- _Activity_:
Anywhere the string "flow" shows up in the listing below, copy the line it is in.

- _Data extracts_:
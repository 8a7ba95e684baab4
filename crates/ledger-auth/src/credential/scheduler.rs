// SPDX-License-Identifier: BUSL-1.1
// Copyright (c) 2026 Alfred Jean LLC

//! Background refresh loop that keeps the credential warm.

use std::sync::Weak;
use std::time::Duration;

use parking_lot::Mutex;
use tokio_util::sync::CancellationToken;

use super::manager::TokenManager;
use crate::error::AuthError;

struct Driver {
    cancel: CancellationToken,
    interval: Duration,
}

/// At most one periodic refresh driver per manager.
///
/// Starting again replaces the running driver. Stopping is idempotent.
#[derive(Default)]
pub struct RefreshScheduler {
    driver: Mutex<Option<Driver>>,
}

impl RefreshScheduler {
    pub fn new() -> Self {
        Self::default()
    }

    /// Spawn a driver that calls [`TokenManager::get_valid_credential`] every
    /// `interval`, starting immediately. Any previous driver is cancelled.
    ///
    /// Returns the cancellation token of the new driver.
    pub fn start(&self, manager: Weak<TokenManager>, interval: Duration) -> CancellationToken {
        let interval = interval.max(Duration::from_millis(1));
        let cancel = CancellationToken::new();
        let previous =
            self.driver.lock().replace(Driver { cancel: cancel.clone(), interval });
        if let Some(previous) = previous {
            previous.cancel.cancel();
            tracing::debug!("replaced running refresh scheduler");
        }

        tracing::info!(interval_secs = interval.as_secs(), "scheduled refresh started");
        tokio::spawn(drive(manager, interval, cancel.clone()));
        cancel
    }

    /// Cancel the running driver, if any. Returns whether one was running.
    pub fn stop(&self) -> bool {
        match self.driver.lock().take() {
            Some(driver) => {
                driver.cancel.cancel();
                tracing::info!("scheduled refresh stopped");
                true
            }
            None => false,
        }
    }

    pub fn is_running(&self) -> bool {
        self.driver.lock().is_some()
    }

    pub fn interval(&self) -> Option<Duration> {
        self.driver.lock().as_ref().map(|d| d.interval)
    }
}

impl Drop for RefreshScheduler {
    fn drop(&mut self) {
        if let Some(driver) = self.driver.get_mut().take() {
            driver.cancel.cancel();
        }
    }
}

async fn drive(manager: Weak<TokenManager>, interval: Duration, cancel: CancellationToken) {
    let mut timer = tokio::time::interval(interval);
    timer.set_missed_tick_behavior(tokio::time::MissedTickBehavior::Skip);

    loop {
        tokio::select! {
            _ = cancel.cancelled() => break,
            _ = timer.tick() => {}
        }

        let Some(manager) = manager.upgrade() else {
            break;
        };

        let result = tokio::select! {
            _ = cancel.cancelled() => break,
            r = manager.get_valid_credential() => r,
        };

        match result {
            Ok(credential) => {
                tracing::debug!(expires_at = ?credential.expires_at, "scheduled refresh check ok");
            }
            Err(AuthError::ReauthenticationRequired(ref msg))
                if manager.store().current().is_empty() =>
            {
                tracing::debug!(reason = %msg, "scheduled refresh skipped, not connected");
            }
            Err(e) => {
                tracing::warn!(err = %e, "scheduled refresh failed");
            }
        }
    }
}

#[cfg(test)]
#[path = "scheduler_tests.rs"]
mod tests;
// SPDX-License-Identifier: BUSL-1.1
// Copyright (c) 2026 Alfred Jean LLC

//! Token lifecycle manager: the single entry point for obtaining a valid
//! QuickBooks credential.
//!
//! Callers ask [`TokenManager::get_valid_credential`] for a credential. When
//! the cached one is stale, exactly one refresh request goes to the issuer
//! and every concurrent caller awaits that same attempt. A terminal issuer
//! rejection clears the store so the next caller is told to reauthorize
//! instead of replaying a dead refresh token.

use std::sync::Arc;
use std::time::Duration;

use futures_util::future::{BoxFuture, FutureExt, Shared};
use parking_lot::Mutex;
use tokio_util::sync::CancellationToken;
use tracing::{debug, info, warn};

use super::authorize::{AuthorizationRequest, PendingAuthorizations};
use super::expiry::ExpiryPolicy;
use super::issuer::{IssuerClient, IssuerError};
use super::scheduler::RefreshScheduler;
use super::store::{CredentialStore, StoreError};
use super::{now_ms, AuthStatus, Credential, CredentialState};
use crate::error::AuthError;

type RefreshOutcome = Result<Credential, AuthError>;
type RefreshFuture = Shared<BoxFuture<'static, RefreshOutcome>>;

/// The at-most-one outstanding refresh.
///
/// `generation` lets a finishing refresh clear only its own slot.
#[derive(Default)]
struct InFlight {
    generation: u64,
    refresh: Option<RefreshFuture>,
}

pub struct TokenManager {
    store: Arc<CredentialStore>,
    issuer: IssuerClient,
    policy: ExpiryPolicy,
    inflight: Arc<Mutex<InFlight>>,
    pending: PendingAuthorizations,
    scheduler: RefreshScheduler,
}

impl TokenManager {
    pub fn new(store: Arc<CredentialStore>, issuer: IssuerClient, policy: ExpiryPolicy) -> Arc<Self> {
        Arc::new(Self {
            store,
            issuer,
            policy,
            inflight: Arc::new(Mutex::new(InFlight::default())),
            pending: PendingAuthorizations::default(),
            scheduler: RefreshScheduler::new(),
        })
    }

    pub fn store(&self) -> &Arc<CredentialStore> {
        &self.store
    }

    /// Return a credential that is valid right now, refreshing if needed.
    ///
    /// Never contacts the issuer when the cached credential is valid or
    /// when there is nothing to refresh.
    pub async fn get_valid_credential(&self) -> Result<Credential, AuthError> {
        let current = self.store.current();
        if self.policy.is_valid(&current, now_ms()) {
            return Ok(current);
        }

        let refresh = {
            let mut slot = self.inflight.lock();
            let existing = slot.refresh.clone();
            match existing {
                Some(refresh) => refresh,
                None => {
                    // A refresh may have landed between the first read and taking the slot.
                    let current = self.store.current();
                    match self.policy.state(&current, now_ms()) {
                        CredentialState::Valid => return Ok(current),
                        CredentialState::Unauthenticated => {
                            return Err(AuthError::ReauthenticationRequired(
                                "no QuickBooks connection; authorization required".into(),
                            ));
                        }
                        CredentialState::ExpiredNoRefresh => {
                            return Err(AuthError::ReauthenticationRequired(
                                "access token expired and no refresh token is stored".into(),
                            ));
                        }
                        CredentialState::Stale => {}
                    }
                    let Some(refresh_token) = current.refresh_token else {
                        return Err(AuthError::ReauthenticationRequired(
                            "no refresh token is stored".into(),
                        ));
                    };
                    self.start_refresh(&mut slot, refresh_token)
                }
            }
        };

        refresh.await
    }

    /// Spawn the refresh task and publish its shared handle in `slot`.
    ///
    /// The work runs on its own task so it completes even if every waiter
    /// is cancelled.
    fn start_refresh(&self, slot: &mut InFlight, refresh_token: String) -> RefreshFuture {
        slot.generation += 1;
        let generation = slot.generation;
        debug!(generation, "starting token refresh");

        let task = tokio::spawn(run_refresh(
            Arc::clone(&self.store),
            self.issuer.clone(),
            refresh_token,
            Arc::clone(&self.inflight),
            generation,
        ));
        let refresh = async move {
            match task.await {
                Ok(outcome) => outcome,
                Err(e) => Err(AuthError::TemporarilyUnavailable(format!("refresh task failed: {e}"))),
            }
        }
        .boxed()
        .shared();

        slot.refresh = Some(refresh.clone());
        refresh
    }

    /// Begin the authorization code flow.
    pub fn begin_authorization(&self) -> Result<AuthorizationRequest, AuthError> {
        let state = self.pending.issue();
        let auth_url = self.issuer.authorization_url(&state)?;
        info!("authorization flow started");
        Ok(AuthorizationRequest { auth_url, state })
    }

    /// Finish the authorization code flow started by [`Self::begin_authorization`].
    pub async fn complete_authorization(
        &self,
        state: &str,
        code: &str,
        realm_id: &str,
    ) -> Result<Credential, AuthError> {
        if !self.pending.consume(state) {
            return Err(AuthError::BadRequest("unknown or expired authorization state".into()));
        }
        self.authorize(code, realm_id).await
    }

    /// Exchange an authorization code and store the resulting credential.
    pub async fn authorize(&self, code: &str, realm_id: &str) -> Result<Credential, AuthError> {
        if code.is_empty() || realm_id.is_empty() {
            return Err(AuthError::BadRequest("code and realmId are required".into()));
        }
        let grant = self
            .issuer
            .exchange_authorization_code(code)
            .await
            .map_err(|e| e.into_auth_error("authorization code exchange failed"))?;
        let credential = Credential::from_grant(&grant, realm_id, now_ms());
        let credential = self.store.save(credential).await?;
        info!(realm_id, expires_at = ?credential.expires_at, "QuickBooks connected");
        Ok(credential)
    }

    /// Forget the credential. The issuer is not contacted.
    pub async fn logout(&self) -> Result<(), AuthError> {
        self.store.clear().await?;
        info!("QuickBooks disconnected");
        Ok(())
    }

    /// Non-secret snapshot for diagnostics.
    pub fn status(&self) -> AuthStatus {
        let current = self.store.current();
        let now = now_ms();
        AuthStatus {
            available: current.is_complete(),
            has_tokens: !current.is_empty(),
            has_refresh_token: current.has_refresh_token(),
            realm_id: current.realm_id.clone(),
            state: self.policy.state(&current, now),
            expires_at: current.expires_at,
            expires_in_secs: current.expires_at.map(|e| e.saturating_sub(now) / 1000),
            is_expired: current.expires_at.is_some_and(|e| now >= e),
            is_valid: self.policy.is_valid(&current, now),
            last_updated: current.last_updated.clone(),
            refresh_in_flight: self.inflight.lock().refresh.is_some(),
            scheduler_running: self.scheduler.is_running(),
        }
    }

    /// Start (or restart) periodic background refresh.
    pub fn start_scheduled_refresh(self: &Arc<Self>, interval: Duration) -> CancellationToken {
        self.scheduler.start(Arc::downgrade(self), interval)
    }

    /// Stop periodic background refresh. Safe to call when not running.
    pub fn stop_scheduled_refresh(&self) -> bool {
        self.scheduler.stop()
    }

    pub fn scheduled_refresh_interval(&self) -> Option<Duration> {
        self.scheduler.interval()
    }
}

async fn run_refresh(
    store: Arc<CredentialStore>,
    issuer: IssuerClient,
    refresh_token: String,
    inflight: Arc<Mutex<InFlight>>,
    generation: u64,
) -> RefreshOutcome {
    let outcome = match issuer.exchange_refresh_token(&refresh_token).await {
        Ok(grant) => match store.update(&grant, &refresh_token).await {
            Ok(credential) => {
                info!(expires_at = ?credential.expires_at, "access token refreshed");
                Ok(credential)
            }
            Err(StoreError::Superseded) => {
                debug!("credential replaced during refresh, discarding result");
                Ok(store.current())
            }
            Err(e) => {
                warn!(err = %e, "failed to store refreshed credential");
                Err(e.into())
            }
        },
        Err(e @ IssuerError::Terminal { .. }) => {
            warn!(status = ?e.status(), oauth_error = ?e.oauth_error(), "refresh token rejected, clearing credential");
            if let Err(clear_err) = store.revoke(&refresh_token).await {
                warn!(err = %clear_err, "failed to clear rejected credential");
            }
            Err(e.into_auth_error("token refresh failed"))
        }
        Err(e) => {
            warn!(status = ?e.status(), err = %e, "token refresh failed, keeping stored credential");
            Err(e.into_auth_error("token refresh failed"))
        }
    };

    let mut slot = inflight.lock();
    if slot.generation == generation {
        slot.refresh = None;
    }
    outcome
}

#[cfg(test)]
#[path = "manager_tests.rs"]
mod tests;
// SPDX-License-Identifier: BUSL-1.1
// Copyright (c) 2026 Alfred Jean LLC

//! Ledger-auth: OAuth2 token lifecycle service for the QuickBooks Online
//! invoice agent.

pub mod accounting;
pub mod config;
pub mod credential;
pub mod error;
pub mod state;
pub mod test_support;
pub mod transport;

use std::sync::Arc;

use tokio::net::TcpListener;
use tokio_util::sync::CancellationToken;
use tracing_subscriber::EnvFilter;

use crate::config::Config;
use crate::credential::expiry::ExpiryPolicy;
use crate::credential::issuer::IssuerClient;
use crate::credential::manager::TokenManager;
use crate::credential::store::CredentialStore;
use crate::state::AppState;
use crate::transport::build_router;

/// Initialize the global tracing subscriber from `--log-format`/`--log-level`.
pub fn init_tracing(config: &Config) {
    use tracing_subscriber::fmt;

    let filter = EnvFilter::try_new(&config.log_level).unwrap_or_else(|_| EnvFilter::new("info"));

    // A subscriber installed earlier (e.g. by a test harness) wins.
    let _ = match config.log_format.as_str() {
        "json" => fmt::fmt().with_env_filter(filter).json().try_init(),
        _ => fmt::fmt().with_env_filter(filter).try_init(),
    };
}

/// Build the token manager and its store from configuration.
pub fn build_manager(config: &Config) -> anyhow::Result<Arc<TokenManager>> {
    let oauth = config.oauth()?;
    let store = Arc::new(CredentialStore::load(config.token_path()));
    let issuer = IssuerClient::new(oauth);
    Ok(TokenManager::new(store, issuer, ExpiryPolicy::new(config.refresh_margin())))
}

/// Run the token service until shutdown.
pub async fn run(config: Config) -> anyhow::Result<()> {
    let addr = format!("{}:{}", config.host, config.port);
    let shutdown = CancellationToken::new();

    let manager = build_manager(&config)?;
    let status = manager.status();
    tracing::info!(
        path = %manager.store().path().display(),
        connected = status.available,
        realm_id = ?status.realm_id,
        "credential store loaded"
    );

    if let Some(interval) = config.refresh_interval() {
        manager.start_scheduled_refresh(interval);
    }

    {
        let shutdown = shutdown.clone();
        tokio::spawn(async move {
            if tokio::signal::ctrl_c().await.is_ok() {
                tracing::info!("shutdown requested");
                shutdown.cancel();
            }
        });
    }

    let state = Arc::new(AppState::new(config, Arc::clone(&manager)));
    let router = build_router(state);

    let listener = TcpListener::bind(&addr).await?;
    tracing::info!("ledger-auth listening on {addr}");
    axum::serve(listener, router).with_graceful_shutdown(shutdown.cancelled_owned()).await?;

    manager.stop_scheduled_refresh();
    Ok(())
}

--

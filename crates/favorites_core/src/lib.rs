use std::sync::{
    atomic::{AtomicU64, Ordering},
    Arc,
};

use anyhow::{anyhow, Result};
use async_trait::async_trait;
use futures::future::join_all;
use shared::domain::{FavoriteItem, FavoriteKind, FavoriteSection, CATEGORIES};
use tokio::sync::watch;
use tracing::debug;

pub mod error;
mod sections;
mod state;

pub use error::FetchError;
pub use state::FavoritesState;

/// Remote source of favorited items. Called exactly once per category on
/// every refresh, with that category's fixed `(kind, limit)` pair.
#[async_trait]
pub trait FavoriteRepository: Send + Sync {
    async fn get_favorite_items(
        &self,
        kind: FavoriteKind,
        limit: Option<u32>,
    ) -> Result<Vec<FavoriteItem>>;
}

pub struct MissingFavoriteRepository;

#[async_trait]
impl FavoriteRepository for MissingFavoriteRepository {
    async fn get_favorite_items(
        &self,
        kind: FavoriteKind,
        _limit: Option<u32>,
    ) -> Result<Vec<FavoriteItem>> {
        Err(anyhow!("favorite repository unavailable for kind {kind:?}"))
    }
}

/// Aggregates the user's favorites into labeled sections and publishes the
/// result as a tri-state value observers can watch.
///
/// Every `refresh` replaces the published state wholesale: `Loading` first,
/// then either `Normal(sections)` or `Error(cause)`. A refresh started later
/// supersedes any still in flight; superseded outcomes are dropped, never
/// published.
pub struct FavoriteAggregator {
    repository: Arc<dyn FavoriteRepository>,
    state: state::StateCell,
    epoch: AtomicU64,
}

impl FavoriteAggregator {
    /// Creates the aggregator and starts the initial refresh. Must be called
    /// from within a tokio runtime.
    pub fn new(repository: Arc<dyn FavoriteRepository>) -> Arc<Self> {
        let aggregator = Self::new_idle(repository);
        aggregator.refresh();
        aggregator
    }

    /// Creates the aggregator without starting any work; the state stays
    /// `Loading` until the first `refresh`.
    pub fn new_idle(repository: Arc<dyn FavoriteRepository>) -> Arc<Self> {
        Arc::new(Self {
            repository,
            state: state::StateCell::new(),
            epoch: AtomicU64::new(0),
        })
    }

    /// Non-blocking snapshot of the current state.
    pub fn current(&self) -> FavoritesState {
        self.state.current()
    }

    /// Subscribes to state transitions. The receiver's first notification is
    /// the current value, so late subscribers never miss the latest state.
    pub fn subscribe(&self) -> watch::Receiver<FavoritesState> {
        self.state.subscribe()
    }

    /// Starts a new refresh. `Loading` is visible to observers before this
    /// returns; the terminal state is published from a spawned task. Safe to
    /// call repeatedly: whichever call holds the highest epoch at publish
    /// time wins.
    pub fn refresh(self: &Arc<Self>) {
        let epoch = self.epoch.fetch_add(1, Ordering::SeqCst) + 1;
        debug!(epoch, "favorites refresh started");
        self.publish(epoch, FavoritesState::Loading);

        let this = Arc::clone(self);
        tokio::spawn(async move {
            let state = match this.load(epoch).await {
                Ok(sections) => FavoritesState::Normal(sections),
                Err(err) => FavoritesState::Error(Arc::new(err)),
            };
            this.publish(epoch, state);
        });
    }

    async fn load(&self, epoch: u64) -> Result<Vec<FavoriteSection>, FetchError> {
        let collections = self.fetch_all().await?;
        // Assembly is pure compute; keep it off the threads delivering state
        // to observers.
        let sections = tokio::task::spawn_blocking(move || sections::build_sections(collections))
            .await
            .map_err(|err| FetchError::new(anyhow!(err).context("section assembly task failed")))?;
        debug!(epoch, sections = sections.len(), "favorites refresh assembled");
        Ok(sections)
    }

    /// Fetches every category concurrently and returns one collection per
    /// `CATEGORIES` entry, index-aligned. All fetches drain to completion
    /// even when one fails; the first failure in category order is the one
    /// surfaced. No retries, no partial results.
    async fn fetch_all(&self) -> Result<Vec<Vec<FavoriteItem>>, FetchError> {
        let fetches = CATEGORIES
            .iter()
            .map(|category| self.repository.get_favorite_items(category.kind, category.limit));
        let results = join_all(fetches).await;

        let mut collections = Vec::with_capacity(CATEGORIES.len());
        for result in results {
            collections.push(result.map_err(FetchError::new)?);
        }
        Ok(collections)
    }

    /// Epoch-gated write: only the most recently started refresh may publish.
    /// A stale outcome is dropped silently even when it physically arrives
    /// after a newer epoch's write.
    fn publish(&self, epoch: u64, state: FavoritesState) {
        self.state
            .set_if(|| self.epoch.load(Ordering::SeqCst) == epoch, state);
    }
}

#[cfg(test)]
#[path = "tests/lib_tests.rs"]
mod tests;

- _Result_:
    /// Begin the authorization code flow.
        info!("authorization flow started");
    /// Finish the authorization code flow started by [`Self::begin_authorization`].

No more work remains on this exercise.